Find the lines holding the string "under" in the data, then copy all of them.

■ Saved entries:
----
//! YAML document mapping model keys to revision records.

use std::fs;
use std::path::{Path, PathBuf};

use serde_yaml::{Mapping, Value};

use crate::error::{Error, Result};

use super::build_params::{extract, BuildParameters};
use super::record::RevisionRecord;

/// Location of the ledger relative to the project root.
pub const LEDGER_RELATIVE_PATH: &str = "models/models_revisions.yaml";

/// Revision records persisted in a single YAML file.
///
/// Every operation reads the file afresh; updates are written to a sibling
/// temporary file and renamed over the ledger.
#[derive(Debug, Clone)]
pub struct Ledger {
    path: PathBuf,
}

impl Ledger {
    /// Ledger stored at `path`.
    pub fn new<P: Into<PathBuf>>(path: P) -> Self {
        Self { path: path.into() }
    }

    /// Ledger stored at [`LEDGER_RELATIVE_PATH`] under `root`.
    pub fn in_project<P: AsRef<Path>>(root: P) -> Self {
        Self::new(root.as_ref().join(LEDGER_RELATIVE_PATH))
    }

    /// Path of the ledger file.
    #[must_use]
    pub fn path(&self) -> &Path {
        &self.path
    }

    /// Merge `fields` into the record stored under `model_key`.
    ///
    /// Top-level fields of `fields` replace the stored ones; fields not
    /// mentioned are kept. A missing record, or a missing ledger file, is
    /// created.
    ///
    /// # Errors
    ///
    /// Returns an error if the ledger cannot be read, parsed, or written.
    pub fn register(&self, model_key: &str, fields: Mapping) -> Result<()> {
        let mut document = if self.path.exists() {
            self.read_document()?
        } else {
            Mapping::new()
        };

        match document.get_mut(model_key).and_then(Value::as_mapping_mut) {
            Some(existing) => {
                let merged = merge_fields(std::mem::take(existing), fields);
                *existing = merged;
            }
            None => {
                document.insert(Value::from(model_key), Value::Mapping(fields));
            }
        }

        self.write_document(&document)?;

        tracing::info!("Registered revision {model_key} in {}", self.path.display());
        Ok(())
    }

    /// Register a typed record under its own key and return that key.
    ///
    /// # Errors
    ///
    /// Returns an error if the record cannot be serialized or the ledger
    /// cannot be updated.
    pub fn register_record(&self, record: &RevisionRecord) -> Result<String> {
        let model_key = record.model_key();

        let fields = match serde_yaml::to_value(record).map_err(|source| self.yaml_error(source))? {
            Value::Mapping(fields) => fields,
            other => {
                return Err(Error::LedgerFormat {
                    path: self.path.clone(),
                    reason: format!("record serialized to {}", kind(&other)),
                })
            }
        };

        self.register(&model_key, fields)?;
        Ok(model_key)
    }

    /// Raw record stored under `model_key`.
    ///
    /// # Errors
    ///
    /// Returns [`Error::LedgerMissing`] if the ledger file does not exist and
    /// [`Error::RevisionNotFound`] if it holds no data for `model_key`.
    pub fn load(&self, model_key: &str) -> Result<Mapping> {
        let document = self.read_document()?;

        match document.get(model_key) {
            Some(Value::Mapping(record)) if !record.is_empty() => Ok(record.clone()),
            None | Some(Value::Null | Value::Mapping(_)) => Err(Error::RevisionNotFound {
                key: model_key.to_string(),
                path: self.path.clone(),
            }),
            Some(other) => Err(Error::LedgerFormat {
                path: self.path.clone(),
                reason: format!("entry {model_key} is {}, not a record", kind(other)),
            }),
        }
    }

    /// Typed record stored under `model_key`.
    ///
    /// # Errors
    ///
    /// Same as [`Ledger::load`], plus a parse error if the record does not
    /// have the expected fields.
    pub fn record(&self, model_key: &str) -> Result<RevisionRecord> {
        let record = self.load(model_key)?;

        serde_yaml::from_value(Value::Mapping(record)).map_err(|source| self.yaml_error(source))
    }

    /// Architecture name stored under `model_key`.
    ///
    /// # Errors
    ///
    /// Same as [`Ledger::load`], plus [`Error::MissingField`] if the record has
    /// no `model_name`.
    pub fn model_name(&self, model_key: &str) -> Result<String> {
        let record = self.load(model_key)?;
        extract(&record, model_key, &["model_name"])
    }

    /// Build parameters stored under `model_key`.
    ///
    /// # Errors
    ///
    /// Same as [`Ledger::load`] and [`BuildParameters::from_record`].
    pub fn build_parameters(&self, model_key: &str) -> Result<BuildParameters> {
        let record = self.load(model_key)?;
        BuildParameters::from_record(model_key, &record)
    }

    /// All model keys in file order.
    ///
    /// Entries whose key is not a string are skipped with a warning.
    ///
    /// # Errors
    ///
    /// Returns an error if the ledger is missing or malformed.
    pub fn keys(&self) -> Result<Vec<String>> {
        let document = self.read_document()?;

        Ok(document
            .keys()
            .filter_map(|key| match key {
                Value::String(key) => Some(key.clone()),
                other => {
                    tracing::warn!(
                        "Skipping {} key in {}",
                        kind(other),
                        self.path.display()
                    );
                    None
                }
            })
            .collect())
    }

    fn read_document(&self) -> Result<Mapping> {
        if !self.path.is_file() {
            return Err(Error::LedgerMissing {
                path: self.path.clone(),
            });
        }

        let content =
            fs::read_to_string(&self.path).map_err(|source| io_error(&self.path, source))?;
        if content.trim().is_empty() {
            return Ok(Mapping::new());
        }

        match serde_yaml::from_str::<Value>(&content).map_err(|source| self.yaml_error(source))? {
            Value::Null => Ok(Mapping::new()),
            Value::Mapping(document) => Ok(document),
            other => Err(Error::LedgerFormat {
                path: self.path.clone(),
                reason: format!("expected a mapping of revisions, found {}", kind(&other)),
            }),
        }
    }

    fn write_document(&self, document: &Mapping) -> Result<()> {
        if let Some(parent) = self.path.parent().filter(|p| !p.as_os_str().is_empty()) {
            fs::create_dir_all(parent).map_err(|source| Error::CreateDir {
                path: parent.to_path_buf(),
                source,
            })?;
        }

        let content = serde_yaml::to_string(document).map_err(|source| self.yaml_error(source))?;

        // Write to a temporary file first, then rename for atomicity
        let temp_path = self.path.with_extension("yaml.tmp");
        fs::write(&temp_path, content).map_err(|source| io_error(&temp_path, source))?;
        fs::rename(&temp_path, &self.path).map_err(|source| io_error(&self.path, source))?;

        Ok(())
    }

    fn yaml_error(&self, source: serde_yaml::Error) -> Error {
        Error::LedgerYaml {
            path: self.path.clone(),
            source,
        }
    }
}

/// Shallow merge: each top-level field of `fields` replaces the one in `existing`.
#[must_use]
pub fn merge_fields(mut existing: Mapping, fields: Mapping) -> Mapping {
    for (key, value) in fields {
        existing.insert(key, value);
    }
    existing
}

fn io_error(path: &Path, source: std::io::Error) -> Error {
    Error::LedgerIo {
        path: path.to_path_buf(),
        source,
    }
}

const fn kind(value: &Value) -> &'static str {
    match value {
        Value::Null => "null",
        Value::Bool(_) => "a boolean",
        Value::Number(_) => "a number",
        Value::String(_) => "a string",
        Value::Sequence(_) => "a sequence",
        Value::Mapping(_) => "a mapping",
        Value::Tagged(_) => "a tagged value",
    }
}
----
■ Task result:
    /// Ledger stored at [`LEDGER_RELATIVE_PATH`] under `root`.
    /// Merge `fields` into the record stored under `model_key`.
    /// Register a typed record under its own key and return that key.
    /// Raw record stored under `model_key`.
    /// Typed record stored under `model_key`.
    /// Architecture name stored under `model_key`.
    /// Build parameters stored under `model_key`.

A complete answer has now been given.